Mark and Spencer (M&S) first flagship store in Shanghai is getting it wrong, say many observers in the Financial Times, and the M&S management already decided to dump their China boss. The store, opened with much fanfare at the end of last year. Malcolm Moore in the blogs of The Telegraph:
Everyone who knew Richard Sweet (I didn’t) said he was a good man who found himself in a very difficult position.

His 20 years of experience opening stores in India, Russia and the Middle East apparently didn’t prepare him for what he came up against in China – especially when he found much of his stock impounded at Shanghai customs.

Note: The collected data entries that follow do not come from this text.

/// Tolerance for breakpoint, vertex and closure comparisons.
pub const EPSILON: f64 = 1e-9;

/// Orientation tolerance below which three beachline sites are not treated as converging.
/// Smaller values let near-collinear triples schedule circle events with huge radii.
pub(crate) const CIRCLE_EVENT_TOLERANCE: f64 = 2e-12;

/// A position in the plane.
#[derive(Clone, Copy, Debug, PartialEq, Default)]
#[cfg_attr(feature = "serde", derive(serde::Serialize, serde::Deserialize))]
pub struct Point {
    pub x: f64,
    pub y: f64,
}

impl Point {
    pub const fn new(x: f64, y: f64) -> Self {
        Self { x, y }
    }

    pub fn is_finite(&self) -> bool {
        self.x.is_finite() && self.y.is_finite()
    }

    /// Equality within [`EPSILON`] on both axes.
    pub fn approx_eq(&self, other: Point) -> bool {
        equal_with_epsilon(self.x, other.x) && equal_with_epsilon(self.y, other.y)
    }

    pub fn distance_sq(&self, other: Point) -> f64 {
        let dx = self.x - other.x;
        let dy = self.y - other.y;
        dx * dx + dy * dy
    }
}

impl From<[f64; 2]> for Point {
    fn from(p: [f64; 2]) -> Self {
        Point::new(p[0], p[1])
    }
}

impl From<(f64, f64)> for Point {
    fn from(p: (f64, f64)) -> Self {
        Point::new(p.0, p.1)
    }
}

impl From<Point> for [f64; 2] {
    fn from(p: Point) -> Self {
        [p.x, p.y]
    }
}

/// A processed input point.
///
/// `id` is assigned sequentially while sweeping and doubles as the index of the
/// site's cell; `index` is the position of the point in the caller's input.
#[derive(Clone, Copy, Debug, PartialEq)]
#[cfg_attr(feature = "serde", derive(serde::Serialize, serde::Deserialize))]
pub struct Site {
    pub id: usize,
    pub index: usize,
    pub x: f64,
    pub y: f64,
}

impl Site {
    pub fn point(&self) -> Point {
        Point::new(self.x, self.y)
    }
}

#[inline]
pub(crate) fn equal_with_epsilon(a: f64, b: f64) -> bool {
    (a - b).abs() < EPSILON
}

#[inline]
pub(crate) fn greater_than_with_epsilon(a: f64, b: f64) -> bool {
    a - b > EPSILON
}

#[inline]
pub(crate) fn less_than_with_epsilon(a: f64, b: f64) -> bool {
    b - a > EPSILON
}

I’ve been back to the store and I think it’s really finding its feet. It has a poor location, and trading is quiet, but on my last two visits the customers were almost exclusively Chinese, which means that M&S Shanghai may not have to rely on biscuit-buying expats for its future.In the Financial Times three of my speakers at the China Speakers Bureau comment on the M&S debacle, all make sense, be it in a very different way. Paul French deals with a common misunderstanding of foreign correspondents and expats in general that stores like Mark&Spencers should cater for them.

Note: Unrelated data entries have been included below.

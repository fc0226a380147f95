use crate::cell::{Cell, SweepCell};
use crate::edge::{Edge, Halfedge, SweepEdge};
use crate::geometry::Point;
use std::time::Duration;

/// Result of one sweep: a cell per distinct site plus the shared edge list.
#[derive(Clone, Debug, Default)]
#[cfg_attr(feature = "serde", derive(serde::Serialize, serde::Deserialize))]
pub struct Diagram {
    pub(crate) sites: Vec<Point>,
    pub(crate) site_ids: Vec<Option<usize>>,
    pub(crate) cells: Vec<Cell>,
    pub(crate) edges: Vec<Edge>,
    pub(crate) exec_time: Duration,
}

impl Diagram {
    /// Drops discarded edges and resolves every half-edge against the kept ones.
    pub(crate) fn assemble(
        sites: Vec<Point>,
        site_ids: Vec<Option<usize>>,
        sweep_cells: Vec<SweepCell>,
        sweep_edges: Vec<SweepEdge>,
        exec_time: Duration,
    ) -> Self {
        let mut remap = vec![None; sweep_edges.len()];
        let mut edges = Vec::with_capacity(sweep_edges.len());
        for (i, edge) in sweep_edges.iter().enumerate() {
            if let (Some(va), Some(vb)) = (edge.va.point(), edge.vb.point()) {
                remap[i] = Some(edges.len());
                edges.push(Edge {
                    left: edge.left,
                    right: edge.right,
                    va,
                    vb,
                    side: edge.side,
                });
            }
        }

        let cells = sweep_cells
            .into_iter()
            .map(|cell| {
                let site_id = cell.site.id;
                let halfedges = cell
                    .halfedges
                    .iter()
                    .filter_map(|h| {
                        let edge = &sweep_edges[h.edge];
                        let neighbor = match (edge.side, edge.right) {
                            (Some(side), _) => side.id(),
                            (None, Some(r)) if edge.left.id == site_id => r.id as i32,
                            (None, _) => edge.left.id as i32,
                        };
                        Some(Halfedge {
                            edge: remap[h.edge]?,
                            site: site_id,
                            neighbor,
                            angle: h.angle,
                            start: h.start_point(&sweep_edges).point()?,
                            end: h.end_point(&sweep_edges).point()?,
                        })
                    })
                    .collect();
                Cell {
                    site: cell.site,
                    halfedges,
                }
            })
            .collect();

        Diagram {
            sites,
            site_ids,
            cells,
            edges,
            exec_time,
        }
    }

    /// The input points, duplicates included.
    pub fn sites(&self) -> &[Point] {
        &self.sites
    }

    /// Cell ID assigned to each input point, `None` where the point was skipped as a
    /// duplicate.
    pub fn site_ids(&self) -> &[Option<usize>] {
        &self.site_ids
    }

    /// Cells indexed by site ID.
    pub fn cells(&self) -> &[Cell] {
        &self.cells
    }

    pub fn edges(&self) -> &[Edge] {
        &self.edges
    }

    pub fn cell(&self, id: usize) -> Option<&Cell> {
        self.cells.get(id)
    }

    /// The cell of the input point at `index`.
    pub fn cell_of_input(&self, index: usize) -> Option<&Cell> {
        self.site_ids.get(index).copied().flatten().and_then(|id| self.cells.get(id))
    }

    pub fn exec_time(&self) -> Duration {
        self.exec_time
    }
}

#[cfg(test)]
mod tests {
    use super::*;
    use crate::bounds::BoxSide;
    use crate::edge::{Endpoint, SweepHalfedge};
    use crate::geometry::Site;

    #[test]
    fn test_assemble_drops_discarded_edges() {
        let a = Site { id: 0, index: 1, x: 100.0, y: 100.0 };
        let b = Site { id: 1, index: 0, x: 300.0, y: 100.0 };
        let mut dropped = SweepEdge::new(a, b);
        dropped.discard();
        let mut kept = SweepEdge::new(a, b);
        kept.va = Endpoint::Fixed(Point::new(200.0, 400.0));
        kept.vb = Endpoint::Fixed(Point::new(200.0, 0.0));
        let border = SweepEdge::border(a, Point::new(200.0, 0.0), Point::new(0.0, 0.0), BoxSide::Top);
        let edges = vec![dropped, kept, border];

        let mut cell_a = SweepCell::new(a);
        cell_a.halfedges.push(SweepHalfedge::new(1, &edges[1], a, Some(b)));
        cell_a.halfedges.push(SweepHalfedge::new(2, &edges[2], a, None));
        let mut cell_b = SweepCell::new(b);
        cell_b.halfedges.push(SweepHalfedge::new(1, &edges[1], b, Some(a)));

        let diagram = Diagram::assemble(
            vec![Point::new(300.0, 100.0), Point::new(100.0, 100.0)],
            vec![Some(1), Some(0)],
            vec![cell_a, cell_b],
            edges,
            Duration::ZERO,
        );

        assert_eq!(diagram.edges().len(), 2);
        let cell = diagram.cell(0).unwrap();
        assert_eq!(cell.edge_neighbors(), vec![1, BoxSide::Top.id()]);
        assert_eq!(cell.halfedges()[0].edge(), 0);
        assert_eq!(cell.halfedges()[1].edge(), 1);
        assert_eq!(diagram.cell(1).unwrap().edge_neighbors(), vec![0]);
        assert_eq!(diagram.cell_of_input(0).unwrap().id(), 1);
        assert_eq!(diagram.cell(1).unwrap().halfedges()[0].start(), Point::new(200.0, 0.0));
    }
}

However, Paul French, Shanghai-based retail analyst for Access Asia, dismisses expat complaints: “Who cares? You can’t base a business on expats, there aren’t enough of them.” He says that Chinese consumers are still spending strongly, in spite of the global crisis, with Shanghai retail sales up 25 per cent year on year over the January 1-3 public holiday.
Mr French says that he thinks the store is “starting to do OK”, arguing that a department store should be judged only 12 to 18 months after opening its doors.Especially the problems in the food section, typically one of the hot spots for these stores, caused much of the problems, says also China rich list composer Rupert Hoogewerf:
Rupert Hoogewerf, publisher of the China Rich List and an M&S fan, says that the erratic food shipments arriving at the store so far suggest that “M&S has got its knickers seriously in a twist about supply chain management”.
M&S says that its food problems will soon be resolved. Of the 1,000 food lines originally promised, 45 per cent had been restored by yesterday and fully stocked shelves are expected next week.
This will doubtless make homesick those Brits happy, but larger questions remain about the viability of the Shanghai store, which has a large and expensive footprint on Nanjing Xi Lu, Shanghai’s Oxford Street.Again, the misunderstanding that the store should also cater for the Britons rather than the Shanghainese is very hard to root out. Shaun Rein, of the leading China Market Research Group (CMR) confirms the company got it all wrong in positioning themselves among the Shanghai middle-class:
Shaun Rein, managing director of China Market Research, says that M&S is falling between two stools: “They’re not cheap, but they are not expensive, so what are they?”
China’s aspirant middle class, which M&S is aiming to attract through its portals, “are looking for luxury and style at one end, or better value at the cheaper end”, Mr Rein says.Again, Shanghai as confirmed its position as difficult ground for any consumer oriented firm.